◆ **WORK REQUEST**
Show every line in the records below that contains the word "HeaderName".

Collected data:
Segment Open
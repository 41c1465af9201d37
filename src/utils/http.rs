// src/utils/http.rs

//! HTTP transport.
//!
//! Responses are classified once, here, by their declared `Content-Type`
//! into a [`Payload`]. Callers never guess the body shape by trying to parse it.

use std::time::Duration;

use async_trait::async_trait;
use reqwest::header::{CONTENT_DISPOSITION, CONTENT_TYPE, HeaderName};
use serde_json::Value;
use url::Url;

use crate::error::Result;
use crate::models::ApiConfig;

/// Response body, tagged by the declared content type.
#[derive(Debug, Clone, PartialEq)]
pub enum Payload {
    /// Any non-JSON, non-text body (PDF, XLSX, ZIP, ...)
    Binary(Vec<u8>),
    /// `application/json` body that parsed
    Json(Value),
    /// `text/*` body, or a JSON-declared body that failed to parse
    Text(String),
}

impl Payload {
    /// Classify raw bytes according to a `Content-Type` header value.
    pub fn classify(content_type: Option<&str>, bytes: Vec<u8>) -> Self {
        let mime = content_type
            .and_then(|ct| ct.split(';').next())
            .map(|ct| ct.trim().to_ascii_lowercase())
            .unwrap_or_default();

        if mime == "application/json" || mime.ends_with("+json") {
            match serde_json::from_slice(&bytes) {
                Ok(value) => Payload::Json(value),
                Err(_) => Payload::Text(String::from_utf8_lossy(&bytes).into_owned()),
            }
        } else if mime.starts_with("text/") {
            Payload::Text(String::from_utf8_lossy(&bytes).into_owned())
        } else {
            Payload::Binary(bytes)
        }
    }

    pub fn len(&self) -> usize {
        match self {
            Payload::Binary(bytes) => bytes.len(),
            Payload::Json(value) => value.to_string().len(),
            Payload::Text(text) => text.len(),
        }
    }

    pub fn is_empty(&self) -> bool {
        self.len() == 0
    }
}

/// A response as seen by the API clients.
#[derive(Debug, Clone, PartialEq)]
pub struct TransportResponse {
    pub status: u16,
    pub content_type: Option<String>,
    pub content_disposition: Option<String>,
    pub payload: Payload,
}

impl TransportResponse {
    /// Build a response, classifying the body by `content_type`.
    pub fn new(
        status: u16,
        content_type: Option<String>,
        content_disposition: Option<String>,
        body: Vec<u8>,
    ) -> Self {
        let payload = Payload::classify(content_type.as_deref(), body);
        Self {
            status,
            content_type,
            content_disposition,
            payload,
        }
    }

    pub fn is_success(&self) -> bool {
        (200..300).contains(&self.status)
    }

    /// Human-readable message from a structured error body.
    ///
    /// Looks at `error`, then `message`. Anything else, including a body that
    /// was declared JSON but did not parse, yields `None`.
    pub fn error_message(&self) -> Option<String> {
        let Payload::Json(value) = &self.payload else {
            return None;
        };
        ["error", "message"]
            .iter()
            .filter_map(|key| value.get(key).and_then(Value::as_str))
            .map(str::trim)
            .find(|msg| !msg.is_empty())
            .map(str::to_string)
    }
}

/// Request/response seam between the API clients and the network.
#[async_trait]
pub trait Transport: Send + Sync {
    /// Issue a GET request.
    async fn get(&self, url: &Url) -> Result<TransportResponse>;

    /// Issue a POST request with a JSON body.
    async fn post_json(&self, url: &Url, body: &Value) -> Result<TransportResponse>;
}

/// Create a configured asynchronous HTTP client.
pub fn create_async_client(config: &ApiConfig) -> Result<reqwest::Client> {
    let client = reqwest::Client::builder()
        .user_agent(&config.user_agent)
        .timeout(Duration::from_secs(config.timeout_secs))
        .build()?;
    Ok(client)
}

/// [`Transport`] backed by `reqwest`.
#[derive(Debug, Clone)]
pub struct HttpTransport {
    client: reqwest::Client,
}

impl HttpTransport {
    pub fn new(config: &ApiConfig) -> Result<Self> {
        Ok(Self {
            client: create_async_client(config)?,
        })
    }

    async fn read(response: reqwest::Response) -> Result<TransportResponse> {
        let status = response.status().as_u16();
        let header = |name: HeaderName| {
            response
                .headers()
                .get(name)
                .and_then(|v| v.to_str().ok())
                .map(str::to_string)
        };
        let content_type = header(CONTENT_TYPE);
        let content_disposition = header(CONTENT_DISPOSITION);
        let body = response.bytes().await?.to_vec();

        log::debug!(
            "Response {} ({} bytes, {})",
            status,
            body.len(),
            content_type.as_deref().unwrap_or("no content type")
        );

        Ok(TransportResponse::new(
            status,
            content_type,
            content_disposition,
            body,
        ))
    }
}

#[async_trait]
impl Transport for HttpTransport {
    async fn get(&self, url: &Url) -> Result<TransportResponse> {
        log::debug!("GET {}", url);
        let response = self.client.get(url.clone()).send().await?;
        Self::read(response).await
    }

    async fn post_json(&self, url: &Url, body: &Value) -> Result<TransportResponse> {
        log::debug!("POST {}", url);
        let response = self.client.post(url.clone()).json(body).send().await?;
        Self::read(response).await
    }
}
Segment Closed
Segment Open
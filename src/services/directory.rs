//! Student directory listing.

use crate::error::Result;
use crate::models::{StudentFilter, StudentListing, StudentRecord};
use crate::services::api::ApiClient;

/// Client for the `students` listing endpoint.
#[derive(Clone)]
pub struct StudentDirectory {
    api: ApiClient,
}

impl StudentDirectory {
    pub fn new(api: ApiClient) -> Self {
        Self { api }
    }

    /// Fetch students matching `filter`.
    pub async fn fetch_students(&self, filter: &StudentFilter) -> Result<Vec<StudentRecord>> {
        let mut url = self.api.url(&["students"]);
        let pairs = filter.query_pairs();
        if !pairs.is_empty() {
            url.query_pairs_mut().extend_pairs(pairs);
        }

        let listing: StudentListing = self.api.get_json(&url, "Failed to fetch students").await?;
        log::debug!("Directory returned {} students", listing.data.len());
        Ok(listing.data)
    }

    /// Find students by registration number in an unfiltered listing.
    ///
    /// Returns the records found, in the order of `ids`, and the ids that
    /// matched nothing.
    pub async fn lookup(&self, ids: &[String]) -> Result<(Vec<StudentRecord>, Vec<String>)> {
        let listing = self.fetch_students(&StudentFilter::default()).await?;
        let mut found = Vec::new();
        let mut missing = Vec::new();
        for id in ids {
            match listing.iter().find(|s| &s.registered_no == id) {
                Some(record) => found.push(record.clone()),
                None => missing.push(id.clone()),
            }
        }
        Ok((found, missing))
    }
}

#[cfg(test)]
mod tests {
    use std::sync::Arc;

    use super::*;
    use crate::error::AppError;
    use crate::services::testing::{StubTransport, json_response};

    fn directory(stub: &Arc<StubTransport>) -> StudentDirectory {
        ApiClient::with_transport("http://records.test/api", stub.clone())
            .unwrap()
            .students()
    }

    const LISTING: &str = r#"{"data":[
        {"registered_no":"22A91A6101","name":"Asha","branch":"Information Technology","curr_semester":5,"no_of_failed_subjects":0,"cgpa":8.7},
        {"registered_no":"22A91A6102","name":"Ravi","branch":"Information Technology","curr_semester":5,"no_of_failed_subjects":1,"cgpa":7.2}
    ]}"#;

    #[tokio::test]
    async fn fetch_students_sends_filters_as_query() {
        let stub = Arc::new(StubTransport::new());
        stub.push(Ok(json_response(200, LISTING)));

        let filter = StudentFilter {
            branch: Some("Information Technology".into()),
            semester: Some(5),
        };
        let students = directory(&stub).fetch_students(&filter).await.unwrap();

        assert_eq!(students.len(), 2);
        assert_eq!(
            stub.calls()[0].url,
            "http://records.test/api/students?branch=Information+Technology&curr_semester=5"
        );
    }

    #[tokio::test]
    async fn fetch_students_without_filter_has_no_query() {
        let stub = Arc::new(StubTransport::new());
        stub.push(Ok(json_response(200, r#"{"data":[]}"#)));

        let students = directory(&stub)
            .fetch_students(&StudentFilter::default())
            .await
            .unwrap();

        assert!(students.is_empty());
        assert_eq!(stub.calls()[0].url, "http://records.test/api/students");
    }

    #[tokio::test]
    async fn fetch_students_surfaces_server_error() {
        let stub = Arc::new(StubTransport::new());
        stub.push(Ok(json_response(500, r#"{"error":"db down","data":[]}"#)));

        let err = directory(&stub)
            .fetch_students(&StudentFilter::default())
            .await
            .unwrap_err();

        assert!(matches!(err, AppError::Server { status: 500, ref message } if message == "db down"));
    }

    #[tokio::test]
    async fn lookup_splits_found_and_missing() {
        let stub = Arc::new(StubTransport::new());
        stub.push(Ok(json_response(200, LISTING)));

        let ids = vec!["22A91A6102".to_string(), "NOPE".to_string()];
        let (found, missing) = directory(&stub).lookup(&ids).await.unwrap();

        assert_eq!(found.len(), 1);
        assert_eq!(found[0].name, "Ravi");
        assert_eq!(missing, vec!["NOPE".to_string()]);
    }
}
Segment Closed
Segment Open
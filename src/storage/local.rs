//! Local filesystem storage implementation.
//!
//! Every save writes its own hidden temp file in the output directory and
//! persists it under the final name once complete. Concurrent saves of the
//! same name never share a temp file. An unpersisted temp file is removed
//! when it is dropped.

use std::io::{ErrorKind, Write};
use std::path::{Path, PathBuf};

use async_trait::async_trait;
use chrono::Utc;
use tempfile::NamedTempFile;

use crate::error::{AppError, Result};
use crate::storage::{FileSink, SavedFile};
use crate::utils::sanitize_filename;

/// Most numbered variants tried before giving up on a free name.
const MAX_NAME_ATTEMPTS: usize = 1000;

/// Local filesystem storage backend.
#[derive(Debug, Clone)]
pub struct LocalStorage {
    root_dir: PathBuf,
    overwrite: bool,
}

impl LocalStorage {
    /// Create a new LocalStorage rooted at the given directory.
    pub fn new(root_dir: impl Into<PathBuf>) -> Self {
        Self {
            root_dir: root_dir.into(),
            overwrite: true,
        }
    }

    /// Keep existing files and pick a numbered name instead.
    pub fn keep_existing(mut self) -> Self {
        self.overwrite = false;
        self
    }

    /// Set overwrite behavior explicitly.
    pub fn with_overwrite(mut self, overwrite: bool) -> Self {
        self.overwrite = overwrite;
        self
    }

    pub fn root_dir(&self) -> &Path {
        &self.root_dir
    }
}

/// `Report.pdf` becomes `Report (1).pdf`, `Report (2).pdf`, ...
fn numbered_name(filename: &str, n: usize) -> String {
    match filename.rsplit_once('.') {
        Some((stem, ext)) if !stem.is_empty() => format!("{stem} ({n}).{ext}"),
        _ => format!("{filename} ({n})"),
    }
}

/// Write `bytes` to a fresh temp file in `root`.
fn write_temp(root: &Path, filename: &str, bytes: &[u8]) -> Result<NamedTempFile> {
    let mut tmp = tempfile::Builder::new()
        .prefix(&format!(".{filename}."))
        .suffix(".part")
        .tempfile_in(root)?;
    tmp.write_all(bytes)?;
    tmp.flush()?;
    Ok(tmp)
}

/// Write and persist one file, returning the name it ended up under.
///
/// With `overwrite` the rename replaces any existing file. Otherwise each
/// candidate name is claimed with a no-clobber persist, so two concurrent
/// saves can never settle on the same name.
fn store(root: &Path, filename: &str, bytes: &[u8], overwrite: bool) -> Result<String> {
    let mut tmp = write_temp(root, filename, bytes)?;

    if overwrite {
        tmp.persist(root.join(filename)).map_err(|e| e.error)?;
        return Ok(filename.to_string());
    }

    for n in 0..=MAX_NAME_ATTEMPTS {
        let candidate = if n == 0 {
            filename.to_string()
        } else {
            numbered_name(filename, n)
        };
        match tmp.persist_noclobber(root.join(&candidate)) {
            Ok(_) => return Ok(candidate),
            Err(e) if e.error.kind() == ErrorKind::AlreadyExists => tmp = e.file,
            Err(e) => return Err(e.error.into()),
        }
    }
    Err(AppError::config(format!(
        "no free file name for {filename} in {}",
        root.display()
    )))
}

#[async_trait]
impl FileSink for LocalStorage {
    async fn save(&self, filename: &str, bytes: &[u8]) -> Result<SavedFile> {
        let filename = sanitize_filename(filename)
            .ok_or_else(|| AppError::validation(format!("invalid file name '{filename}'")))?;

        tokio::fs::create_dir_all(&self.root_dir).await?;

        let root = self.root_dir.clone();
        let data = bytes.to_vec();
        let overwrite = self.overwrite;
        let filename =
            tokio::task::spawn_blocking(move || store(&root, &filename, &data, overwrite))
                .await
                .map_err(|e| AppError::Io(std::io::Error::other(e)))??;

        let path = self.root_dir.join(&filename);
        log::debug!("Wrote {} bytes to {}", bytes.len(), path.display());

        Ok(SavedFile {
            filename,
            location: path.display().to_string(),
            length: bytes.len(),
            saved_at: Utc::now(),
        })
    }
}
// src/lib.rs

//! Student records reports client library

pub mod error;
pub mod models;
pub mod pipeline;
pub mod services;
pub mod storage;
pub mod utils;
Segment Closed
◆ **EXERCISE ANSWER**
use reqwest::header::{CONTENT_DISPOSITION, CONTENT_TYPE, HeaderName};
        let header = |name: HeaderName| {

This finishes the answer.